Despite these superstar clients, McLeod has only participated in the NBA Draft once with San Antonio Spurs player Tre Jones. He was drafted in 2020 during the virtual draft, and so they put together a different plan that would showcase him beyond an outfit.

“We thought what would it look like in a COVID-19 world?” McLeod said. “We worked with a production company, filmed his pre-draft moments, did a content rollout through the week and an Instagram Live on how he felt during the draft.”

The content exposed Jones to fashion, production, media and branding. “Now it’s not so much of coincidences,” McLeod said. “A lot of it is strategy now. Every guy wants to get into fashion, but what does that mean? Do you want a fashion line? Do you want to sit at the shows? It’s a strategy and a build out of who we can align with and who can support the client.”

She continued, “One of the guys I was working with didn’t know how to tag a brand [on Instagram], but if you want to build a relationship, that’s how you properly thank them.

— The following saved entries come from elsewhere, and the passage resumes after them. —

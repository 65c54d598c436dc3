use actix_web::{
    http::{header, StatusCode},
    HttpResponse,
};
use thiserror::Error;

#[derive(Error, Debug, PartialEq)]
pub enum AgendaError {
    #[error("Internal server error")]
    InternalError,
    #[error("Invalid data provided: Error message: `{0}`")]
    BadClientData(String),
    #[error("There was a conflict with the request. Error message: `{0}`")]
    Conflict(String),
    #[error("Unauthorized request. Error message: `{0}`")]
    Unauthorized(String),
    #[error("Forbidden request. Error message: `{0}`")]
    Forbidden(String),
    #[error("404 Not found. Error message: `{0}`")]
    NotFound(String),
}

impl actix_web::error::ResponseError for AgendaError {
    fn status_code(&self) -> StatusCode {
        match *self {
            Self::InternalError => StatusCode::INTERNAL_SERVER_ERROR,
            Self::BadClientData(_) => StatusCode::BAD_REQUEST,
            Self::Conflict(_) => StatusCode::CONFLICT,
            Self::Unauthorized(_) => StatusCode::UNAUTHORIZED,
            Self::Forbidden(_) => StatusCode::FORBIDDEN,
            Self::NotFound(_) => StatusCode::NOT_FOUND,
        }
    }

    fn error_response(&self) -> HttpResponse {
        HttpResponse::build(self.status_code())
            .insert_header((header::CONTENT_TYPE, "text/html; charset=utf-8"))
            .body(self.to_string())
    }
}
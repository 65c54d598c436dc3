use crate::{reminder::SendDueRemindersUseCase, shared::usecase::execute};
use actix_web::rt::time::{interval_at, Instant};
use agenda_infra::AgendaContext;
use std::time::Duration;
use tracing::info;

pub fn get_start_delay(now_ts: usize, secs_before_min: usize) -> usize {
    let secs_to_next_minute = 60 - (now_ts / 1000) % 60;
    if secs_to_next_minute > secs_before_min {
        secs_to_next_minute - secs_before_min
    } else {
        secs_to_next_minute + (60 - secs_before_min)
    }
}

/// Dispatches the due reminders at the start of every interval, the first
/// run being aligned to the start of the next minute
pub fn start_send_reminders_job(ctx: AgendaContext) {
    actix_web::rt::spawn(async move {
        let now = ctx.sys.get_timestamp_millis();
        let secs_to_next_run = get_start_delay(now as usize, 0);
        let start = Instant::now() + Duration::from_secs(secs_to_next_run as u64);
        let period = Duration::from_secs(ctx.config.reminders_job_interval_secs);

        let mut job_interval = interval_at(start, period);
        loop {
            job_interval.tick().await;
            send_due_reminders(&ctx).await;
        }
    });
}

async fn send_due_reminders(ctx: &AgendaContext) {
    // Failures are logged by `execute` and retried on the next tick
    if let Ok(sent) = execute(SendDueRemindersUseCase {}, ctx).await {
        info!(sent, "Due reminders dispatched");
    }
}

#[cfg(test)]
mod tests {
    use super::*;

    #[test]
    fn start_delay_works() {
        assert_eq!(get_start_delay(50 * 1000, 5), 5);
        assert_eq!(get_start_delay(50 * 1000, 10), 60);
        assert_eq!(get_start_delay(50 * 1000, 15), 55);
        assert_eq!(get_start_delay(60 * 1000, 60), 60);
        assert_eq!(get_start_delay(60 * 1000, 10), 50);
        assert_eq!(get_start_delay(59 * 1000, 0), 1);
        assert_eq!(get_start_delay(59 * 1000, 1), 60);
    }
}
use super::has_conflict;
use crate::error::AgendaError;
use crate::shared::{
    auth::protect_route,
    usecase::{execute, UseCase},
};
use actix_web::{web, HttpRequest, HttpResponse};
use agenda_api_structs::create_reminder::*;
use agenda_domain::{
    Reminder, ReminderChannel, ReminderValidationError, User, DEFAULT_MINUTES_BEFORE, ID,
};
use agenda_infra::AgendaContext;

pub async fn create_reminder_controller(
    http_req: HttpRequest,
    body: web::Json<RequestBody>,
    ctx: web::Data<AgendaContext>,
) -> Result<HttpResponse, AgendaError> {
    let user = protect_route(&http_req, &ctx).await?;

    let body = body.0;
    let usecase = CreateReminderUseCase {
        user,
        event_id: body.event,
        minutes_before: body.minutes_before.unwrap_or(DEFAULT_MINUTES_BEFORE),
        channel: body.channel.unwrap_or_default(),
    };

    execute(usecase, &ctx)
        .await
        .map(|reminder| HttpResponse::Created().json(APIResponse::new(reminder)))
        .map_err(AgendaError::from)
}

#[derive(Debug)]
pub struct CreateReminderUseCase {
    pub user: User,
    pub event_id: ID,
    pub minutes_before: i64,
    pub channel: ReminderChannel,
}

#[derive(Debug, PartialEq)]
pub enum UseCaseError {
    EventNotFound(ID),
    NotEventOwner(ID),
    InvalidReminder(ReminderValidationError),
    Duplicate,
    StorageError,
}

impl From<UseCaseError> for AgendaError {
    fn from(e: UseCaseError) -> Self {
        match e {
            UseCaseError::EventNotFound(event_id) => Self::NotFound(format!(
                "The event with id: {}, was not found.",
                event_id
            )),
            UseCaseError::NotEventOwner(event_id) => Self::Forbidden(format!(
                "You can not add reminders to the event with id: {}.",
                event_id
            )),
            UseCaseError::InvalidReminder(e) => Self::BadClientData(e.to_string()),
            UseCaseError::Duplicate => Self::Conflict(
                "The event already has a reminder with the same lead time and channel.".into(),
            ),
            UseCaseError::StorageError => Self::InternalError,
        }
    }
}

#[async_trait::async_trait(?Send)]
impl UseCase for CreateReminderUseCase {
    type Response = Reminder;

    type Error = UseCaseError;

    const NAME: &'static str = "CreateReminder";

    async fn execute(&mut self, ctx: &AgendaContext) -> Result<Self::Response, Self::Error> {
        let event = ctx
            .repos
            .events
            .find(&self.event_id)
            .await
            .ok_or(UseCaseError::EventNotFound(self.event_id))?;
        if event.user_id != self.user.id {
            return Err(UseCaseError::NotEventOwner(event.id));
        }

        let reminder = Reminder::new(&event, self.minutes_before, self.channel)
            .map_err(UseCaseError::InvalidReminder)?;
        if has_conflict(&reminder, ctx)
            .await
            .map_err(|_| UseCaseError::StorageError)?
        {
            return Err(UseCaseError::Duplicate);
        }

        ctx.repos
            .reminders
            .insert(&reminder)
            .await
            .map_err(|_| UseCaseError::StorageError)?;

        Ok(reminder)
    }
}

#[cfg(test)]
mod test {
    use super::*;
    use crate::event::CreateEventUseCase;
    use crate::shared::testing::{insert_user, setup, TestContext};
    use agenda_domain::Event;
    use chrono::{prelude::*, Duration};

    async fn create_event(ctx: &AgendaContext, user: &User) -> Event {
        let start = Utc.with_ymd_and_hms(2025, 10, 8, 14, 0, 0).unwrap();
        CreateEventUseCase {
            user: user.clone(),
            title: "Review".into(),
            description: String::new(),
            location: String::new(),
            start,
            end: start + Duration::hours(1),
            is_all_day: false,
            reminders: vec![],
        }
        .execute(ctx)
        .await
        .unwrap()
        .0
    }

    fn usecase(user: User, event_id: ID, minutes_before: i64) -> CreateReminderUseCase {
        CreateReminderUseCase {
            user,
            event_id,
            minutes_before,
            channel: ReminderChannel::Email,
        }
    }

    #[actix_web::test]
    async fn creates_reminder() {
        let TestContext { ctx, user, .. } = setup().await;
        let event = create_event(&ctx, &user).await;

        let reminder = usecase(user, event.id, 60).execute(&ctx).await.unwrap();

        assert_eq!(reminder.scheduled_for(), event.start - Duration::hours(1));
        assert!(!reminder.is_sent);
        assert_eq!(ctx.repos.reminders.find(&reminder.id).await, Some(reminder));
    }

    #[actix_web::test]
    async fn rejects_duplicates_and_foreign_events() {
        let TestContext { ctx, user, .. } = setup().await;
        let event = create_event(&ctx, &user).await;

        // The default reminder already fires 15 minutes before
        assert_eq!(
            usecase(user.clone(), event.id, 15)
                .execute(&ctx)
                .await
                .unwrap_err(),
            UseCaseError::Duplicate
        );

        let other = insert_user(&ctx, "bob").await;
        assert_eq!(
            usecase(other, event.id, 30).execute(&ctx).await.unwrap_err(),
            UseCaseError::NotEventOwner(event.id)
        );

        let missing = ID::default();
        assert_eq!(
            usecase(user.clone(), missing, 30)
                .execute(&ctx)
                .await
                .unwrap_err(),
            UseCaseError::EventNotFound(missing)
        );

        assert!(matches!(
            usecase(user, event.id, -5).execute(&ctx).await,
            Err(UseCaseError::InvalidReminder(_))
        ));
    }
}
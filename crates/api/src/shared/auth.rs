use crate::error::AgendaError;
use actix_web::HttpRequest;
use agenda_domain::User;
use agenda_infra::AgendaContext;

/// Cookie carrying the api token of the signed in `User` in the web UIs
pub const AUTH_COOKIE_NAME: &str = "agenda_token";

/// Accepts `Token <token>` and `Bearer <token>`
fn parse_authtoken_header(token_header_value: &str) -> Option<&str> {
    let mut parts = token_header_value.trim().splitn(2, ' ');
    let scheme = parts.next()?;
    let token = parts.next()?.trim();
    if !(scheme.eq_ignore_ascii_case("token") || scheme.eq_ignore_ascii_case("bearer")) {
        return None;
    }
    if token.is_empty() {
        return None;
    }
    Some(token)
}

/// The `User` identified by the `Authorization` header of the request
pub async fn protect_route(req: &HttpRequest, ctx: &AgendaContext) -> Result<User, AgendaError> {
    let header = req
        .headers()
        .get("authorization")
        .ok_or_else(|| {
            AgendaError::Unauthorized("Authentication credentials were not provided.".into())
        })?
        .to_str()
        .map_err(|_| AgendaError::Unauthorized("Malformed authorization header".into()))?;
    let token = parse_authtoken_header(header)
        .ok_or_else(|| AgendaError::Unauthorized("Malformed authorization header".into()))?;

    ctx.repos
        .users
        .find_by_api_token(token)
        .await
        .ok_or_else(|| AgendaError::Unauthorized("Invalid token.".into()))
}

/// The `User` identified by the auth cookie, if any
pub async fn protect_web_route(req: &HttpRequest, ctx: &AgendaContext) -> Option<User> {
    let cookie = req.cookie(AUTH_COOKIE_NAME)?;
    ctx.repos.users.find_by_api_token(cookie.value()).await
}

#[cfg(test)]
mod tests {
    use super::*;
    use actix_web::{cookie::Cookie, test::TestRequest};

    #[test]
    fn it_parses_authorization_headers() {
        assert_eq!(parse_authtoken_header("Token abc"), Some("abc"));
        assert_eq!(parse_authtoken_header("Bearer abc "), Some("abc"));
        assert_eq!(parse_authtoken_header("bearer abc"), Some("abc"));
        assert_eq!(parse_authtoken_header("Basic abc"), None);
        assert_eq!(parse_authtoken_header("Token"), None);
        assert_eq!(parse_authtoken_header("Token  "), None);
        assert_eq!(parse_authtoken_header(""), None);
    }

    #[actix_web::test]
    async fn it_authenticates_by_header_and_cookie() {
        let ctx = AgendaContext::create_inmemory();
        let user = User::new("alice", "alice@example.com", "secret".into()).unwrap();
        ctx.repos.users.insert(&user).await.unwrap();

        let req = TestRequest::default()
            .insert_header(("Authorization", "Token secret"))
            .to_http_request();
        assert_eq!(protect_route(&req, &ctx).await, Ok(user.clone()));

        let req = TestRequest::default()
            .insert_header(("Authorization", "Token wrong"))
            .to_http_request();
        assert!(matches!(
            protect_route(&req, &ctx).await,
            Err(AgendaError::Unauthorized(_))
        ));

        let req = TestRequest::default().to_http_request();
        assert!(protect_route(&req, &ctx).await.is_err());

        let req = TestRequest::default()
            .cookie(Cookie::new(AUTH_COOKIE_NAME, "secret"))
            .to_http_request();
        assert_eq!(protect_web_route(&req, &ctx).await, Some(user));
    }
}
use tracing::{subscriber::set_global_default, Subscriber};
use tracing_bunyan_formatter::{BunyanFormattingLayer, JsonStorageLayer};
use tracing_log::LogTracer;
use tracing_subscriber::{layer::SubscriberExt, EnvFilter, Registry};

/// Bunyan formatted json logs on stdout, filtered by `RUST_LOG` and falling
/// back to `env_filter`
pub fn get_subscriber(name: String, env_filter: String) -> impl Subscriber + Send + Sync {
    let env_filter =
        EnvFilter::try_from_default_env().unwrap_or_else(|_| EnvFilter::new(env_filter));
    let formatting_layer = BunyanFormattingLayer::new(name, std::io::stdout);

    Registry::default()
        .with(env_filter)
        .with(JsonStorageLayer)
        .with(formatting_layer)
}

/// Has to be called only once
pub fn init_subscriber(subscriber: impl Subscriber + Send + Sync) {
    LogTracer::init().expect("Failed to set logger");
    set_global_default(subscriber).expect("Failed to set subscriber");
}
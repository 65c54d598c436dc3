use agenda_domain::Tz;
use std::{collections::HashMap, str::FromStr};
use tracing::warn;

const DEFAULT_PORT: usize = 5000;
const DEFAULT_FROM_EMAIL: &str = "no-reply@agenda.local";
const DEFAULT_REMINDERS_JOB_INTERVAL_SECS: u64 = 60;

/// Which transport outgoing emails are handed to
#[derive(Debug, Clone, Copy, PartialEq, Eq)]
pub enum EmailBackend {
    /// Writes the emails to the log
    Console,
    /// Keeps the emails in memory, used by tests
    Memory,
    /// Posts the emails to an HTTP relay
    Http,
}

impl FromStr for EmailBackend {
    type Err = String;

    fn from_str(s: &str) -> Result<Self, Self::Err> {
        match s.trim().to_lowercase().as_str() {
            "console" => Ok(Self::Console),
            "memory" => Ok(Self::Memory),
            "http" => Ok(Self::Http),
            other => Err(format!("Unknown email backend: {}", other)),
        }
    }
}

#[derive(Debug, Clone)]
pub struct Config {
    /// Port for the application to run on
    pub port: usize,
    /// Postgres connection string. The in-memory storage is used when unset.
    pub database_url: Option<String>,
    /// Time zone used for all-day normalization, date filters, form inputs
    /// and the times shown in emails and ICS exports
    pub time_zone: Tz,
    pub email_backend: EmailBackend,
    /// Sender address of reminder emails
    pub default_from_email: String,
    pub email_relay_url: Option<String>,
    pub email_relay_key: Option<String>,
    pub cors_allowed_origins: Vec<String>,
    /// Seconds between two passes of the due reminders job
    pub reminders_job_interval_secs: u64,
}

impl Config {
    pub fn new() -> Self {
        Self::from_lookup(|key| std::env::var(key).ok())
    }

    pub fn from_vars(vars: &HashMap<String, String>) -> Self {
        Self::from_lookup(|key| vars.get(key).cloned())
    }

    fn from_lookup<F: Fn(&str) -> Option<String>>(lookup: F) -> Self {
        let lookup = |key: &str| lookup(key).filter(|value| !value.trim().is_empty());

        let port = parse_or_default("PORT", lookup("PORT"), DEFAULT_PORT);
        let time_zone = parse_or_default("TIME_ZONE", lookup("TIME_ZONE"), Tz::UTC);
        let email_backend =
            parse_or_default("EMAIL_BACKEND", lookup("EMAIL_BACKEND"), EmailBackend::Console);
        let reminders_job_interval_secs = match parse_or_default(
            "REMINDERS_JOB_INTERVAL_SECS",
            lookup("REMINDERS_JOB_INTERVAL_SECS"),
            DEFAULT_REMINDERS_JOB_INTERVAL_SECS,
        ) {
            0 => {
                warn!("REMINDERS_JOB_INTERVAL_SECS can not be zero, falling back to the default.");
                DEFAULT_REMINDERS_JOB_INTERVAL_SECS
            }
            secs => secs,
        };
        let cors_allowed_origins = lookup("CORS_ALLOWED_ORIGINS")
            .map(|origins| {
                origins
                    .split(',')
                    .map(|origin| origin.trim().to_string())
                    .filter(|origin| !origin.is_empty())
                    .collect()
            })
            .unwrap_or_default();

        Self {
            port,
            database_url: lookup("DATABASE_URL"),
            time_zone,
            email_backend,
            default_from_email: lookup("DEFAULT_FROM_EMAIL")
                .unwrap_or_else(|| DEFAULT_FROM_EMAIL.to_string()),
            email_relay_url: lookup("EMAIL_RELAY_URL"),
            email_relay_key: lookup("EMAIL_RELAY_KEY"),
            cors_allowed_origins,
            reminders_job_interval_secs,
        }
    }
}

impl Default for Config {
    fn default() -> Self {
        Self::new()
    }
}

fn parse_or_default<T: FromStr + std::fmt::Debug>(
    key: &str,
    value: Option<String>,
    default: T,
) -> T {
    match value {
        Some(value) => match value.trim().parse::<T>() {
            Ok(parsed) => parsed,
            Err(_) => {
                warn!(
                    "The given {}: {} is not valid, falling back to the default: {:?}.",
                    key, value, default
                );
                default
            }
        },
        None => default,
    }
}

#[cfg(test)]
mod tests {
    use super::*;

    fn vars(entries: &[(&str, &str)]) -> HashMap<String, String> {
        entries
            .iter()
            .map(|(k, v)| (k.to_string(), v.to_string()))
            .collect()
    }

    #[test]
    fn it_uses_defaults_when_nothing_is_set() {
        let config = Config::from_vars(&HashMap::new());
        assert_eq!(config.port, 5000);
        assert_eq!(config.time_zone, Tz::UTC);
        assert_eq!(config.email_backend, EmailBackend::Console);
        assert_eq!(config.default_from_email, "no-reply@agenda.local");
        assert_eq!(config.reminders_job_interval_secs, 60);
        assert!(config.database_url.is_none());
        assert!(config.cors_allowed_origins.is_empty());
    }

    #[test]
    fn it_reads_given_values() {
        let config = Config::from_vars(&vars(&[
            ("PORT", "8080"),
            ("TIME_ZONE", "America/Sao_Paulo"),
            ("EMAIL_BACKEND", "HTTP"),
            ("EMAIL_RELAY_URL", "https://relay.example.com/send"),
            ("DATABASE_URL", "postgres://localhost/agenda"),
            ("CORS_ALLOWED_ORIGINS", "http://a.com, http://b.com,"),
            ("REMINDERS_JOB_INTERVAL_SECS", "30"),
        ]));
        assert_eq!(config.port, 8080);
        assert_eq!(config.time_zone, Tz::America__Sao_Paulo);
        assert_eq!(config.email_backend, EmailBackend::Http);
        assert_eq!(
            config.email_relay_url.as_deref(),
            Some("https://relay.example.com/send")
        );
        assert_eq!(
            config.database_url.as_deref(),
            Some("postgres://localhost/agenda")
        );
        assert_eq!(config.cors_allowed_origins, vec!["http://a.com", "http://b.com"]);
        assert_eq!(config.reminders_job_interval_secs, 30);
    }

    #[test]
    fn it_falls_back_on_invalid_values() {
        let config = Config::from_vars(&vars(&[
            ("PORT", "not-a-port"),
            ("TIME_ZONE", "Mars/Olympus"),
            ("EMAIL_BACKEND", "pigeon"),
            ("REMINDERS_JOB_INTERVAL_SECS", "0"),
            ("DATABASE_URL", "  "),
        ]));
        assert_eq!(config.port, 5000);
        assert_eq!(config.time_zone, Tz::UTC);
        assert_eq!(config.email_backend, EmailBackend::Console);
        assert_eq!(config.reminders_job_interval_secs, 60);
        assert!(config.database_url.is_none());
    }
}
use crate::error::AgendaError;
use crate::shared::usecase::{execute, UseCase};
use actix_web::{web, HttpResponse};
use agenda_api_structs::signup::*;
use agenda_domain::{User, UserValidationError};
use agenda_infra::AgendaContext;
use agenda_utils::create_api_token;

pub async fn signup_controller(
    body: web::Json<RequestBody>,
    ctx: web::Data<AgendaContext>,
) -> Result<HttpResponse, AgendaError> {
    let body = body.0;
    let usecase = SignupUseCase {
        username: body.username,
        email: body.email,
    };

    execute(usecase, &ctx)
        .await
        .map(|user| HttpResponse::Created().json(APIResponse::new(user)))
        .map_err(AgendaError::from)
}

/// Creates a `User` together with its api token
#[derive(Debug)]
pub struct SignupUseCase {
    pub username: String,
    pub email: String,
}

#[derive(Debug, PartialEq)]
pub enum UseCaseError {
    InvalidUser(UserValidationError),
    UsernameTaken(String),
    EmailTaken(String),
    StorageError,
}

impl From<UseCaseError> for AgendaError {
    fn from(e: UseCaseError) -> Self {
        match e {
            UseCaseError::InvalidUser(e) => Self::BadClientData(e.to_string()),
            UseCaseError::UsernameTaken(username) => Self::Conflict(format!(
                "A user with the username: {}, already exists.",
                username
            )),
            UseCaseError::EmailTaken(email) => Self::Conflict(format!(
                "A user with the email: {}, already exists.",
                email
            )),
            UseCaseError::StorageError => Self::InternalError,
        }
    }
}

#[async_trait::async_trait(?Send)]
impl UseCase for SignupUseCase {
    type Response = User;

    type Error = UseCaseError;

    const NAME: &'static str = "Signup";

    async fn execute(&mut self, ctx: &AgendaContext) -> Result<Self::Response, Self::Error> {
        let mut user = User::new(&self.username, &self.email, create_api_token())
            .map_err(UseCaseError::InvalidUser)?;
        user.created = ctx.sys.now();

        if ctx.repos.users.find_by_username(&user.username).await.is_some() {
            return Err(UseCaseError::UsernameTaken(user.username));
        }
        if ctx.repos.users.find_by_email(&user.email).await.is_some() {
            return Err(UseCaseError::EmailTaken(user.email));
        }

        ctx.repos
            .users
            .insert(&user)
            .await
            .map_err(|_| UseCaseError::StorageError)?;

        Ok(user)
    }
}
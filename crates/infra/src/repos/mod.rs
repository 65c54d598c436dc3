mod event;
mod notification_log;
mod reminder;
mod shared;
mod user;

pub use event::IEventRepo;
use event::{InMemoryEventRepo, PostgresEventRepo};
pub use notification_log::INotificationLogRepo;
use notification_log::{InMemoryNotificationLogRepo, PostgresNotificationLogRepo};
pub use reminder::{IReminderLock, IReminderRepo};
use reminder::{InMemoryReminderRepo, PostgresReminderRepo};
use shared::inmemory_repo::InMemoryTables;
use sqlx::postgres::PgPoolOptions;
use std::sync::Arc;
use tracing::info;
pub use user::IUserRepo;
use user::{InMemoryUserRepo, PostgresUserRepo};

pub use shared::query_structs::*;

#[derive(Clone)]
pub struct Repos {
    pub users: Arc<dyn IUserRepo>,
    pub events: Arc<dyn IEventRepo>,
    pub reminders: Arc<dyn IReminderRepo>,
    pub notification_logs: Arc<dyn INotificationLogRepo>,
}

impl Repos {
    pub async fn create_postgres(connection_string: &str) -> anyhow::Result<Self> {
        info!("DB CHECKING CONNECTION ...");
        let pool = PgPoolOptions::new()
            .max_connections(5)
            .connect(connection_string)
            .await?;
        info!("DB CHECKING CONNECTION ... [done]");

        info!("DB RUNNING MIGRATIONS ...");
        sqlx::migrate!().run(&pool).await?;
        info!("DB RUNNING MIGRATIONS ... [done]");

        Ok(Self {
            users: Arc::new(PostgresUserRepo::new(pool.clone())),
            events: Arc::new(PostgresEventRepo::new(pool.clone())),
            reminders: Arc::new(PostgresReminderRepo::new(pool.clone())),
            notification_logs: Arc::new(PostgresNotificationLogRepo::new(pool)),
        })
    }

    pub fn create_inmemory() -> Self {
        let tables = InMemoryTables::new();
        Self {
            users: Arc::new(InMemoryUserRepo::new(tables.clone())),
            events: Arc::new(InMemoryEventRepo::new(tables.clone())),
            reminders: Arc::new(InMemoryReminderRepo::new(tables.clone())),
            notification_logs: Arc::new(InMemoryNotificationLogRepo::new(tables)),
        }
    }
}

There’s a lot of education and mentorship. You don’t have to be the athlete that has to dress well, but in a few years when you get a playoff moment, you don’t ask the question of how to get into fashion because you already started it. But I don’t want to put the work on the client because these are players. If they can’t focus on the game, then they can’t do this.”